**Problem description:** How many of the lines below include the word "await"? Only the number should be given.

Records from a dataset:
******************************

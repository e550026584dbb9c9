//! Subcommands module for vpcsynth CLI
//!
//! This module contains all the subcommand implementations.

pub mod diff;
pub mod graph;
pub mod init;
pub mod list;
pub mod synth;
pub mod validate;

use crate::cli::output::OutputFormatter;
use anyhow::Result;
use std::path::PathBuf;
use vpcsynth::config::Config;
use vpcsynth::stack::VpcStack;
use vpcsynth::template::{Template, TemplateFormat};
use vpcsynth::topology::Topology;

/// Common context shared between commands
pub struct CommandContext {
    /// Configuration
    pub config: Config,
    /// Output formatter
    pub output: OutputFormatter,
    /// Topology path from the command line
    pub topology_path: Option<PathBuf>,
    /// Stack name override from the command line
    pub stack_name: Option<String>,
    /// Region override from the command line
    pub region: Option<String>,
}

impl CommandContext {
    /// Create a new command context from CLI arguments
    pub fn new(cli: &crate::cli::Cli, config: Config) -> Self {
        let use_color = !cli.no_color && config.colors_enabled();
        let output = OutputFormatter::new(use_color, cli.output, cli.verbosity());

        Self {
            config,
            output,
            topology_path: cli.topology.clone(),
            stack_name: cli.stack_name.clone(),
            region: cli.region.clone(),
        }
    }

    /// Get the effective topology path, if any
    pub fn topology(&self) -> Option<&PathBuf> {
        self.topology_path
            .as_ref()
            .or(self.config.defaults.topology.as_ref())
    }

    /// Load the topology (file or built-in) with command-line and config
    /// overrides applied
    pub async fn load_topology(&self) -> Result<Topology> {
        let topology = match self.topology() {
            Some(path) => {
                self.output
                    .debug(&format!("Loading topology: {}", path.display()));
                Topology::from_file(path).await?
            }
            None => {
                self.output.debug("Using built-in topology");
                Topology::builtin()?
            }
        };

        let stack_name = self
            .stack_name
            .as_deref()
            .or(self.config.defaults.stack_name.as_deref());
        let region = self
            .region
            .as_deref()
            .or(self.config.defaults.region.as_deref());

        let mut topology = topology.with_overrides(stack_name, region);
        if let Some(description) = &self.config.defaults.description {
            topology.stack.description = Some(description.clone());
        }

        Ok(topology)
    }

    /// Load the topology and synthesize it into a template
    pub async fn synthesize(&self) -> Result<Template> {
        let topology = self.load_topology().await?;
        let template = VpcStack::synthesize(&topology)?;
        Ok(template)
    }

    /// Template format requested by flag, falling back to configuration
    pub fn template_format(&self, flag: Option<TemplateFormat>) -> TemplateFormat {
        flag.unwrap_or_else(|| self.config.template_format())
    }
}

/// clap value parser for `--format`
pub fn parse_template_format(name: &str) -> std::result::Result<TemplateFormat, String> {
    TemplateFormat::parse(name).ok_or_else(|| format!("unknown template format '{}'", name))
}

/// Trait for runnable commands
#[async_trait::async_trait]
pub trait Runnable {
    /// Execute the command
    async fn run(&self, ctx: &mut CommandContext) -> Result<i32>;
}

******************************

**Answer box:** 2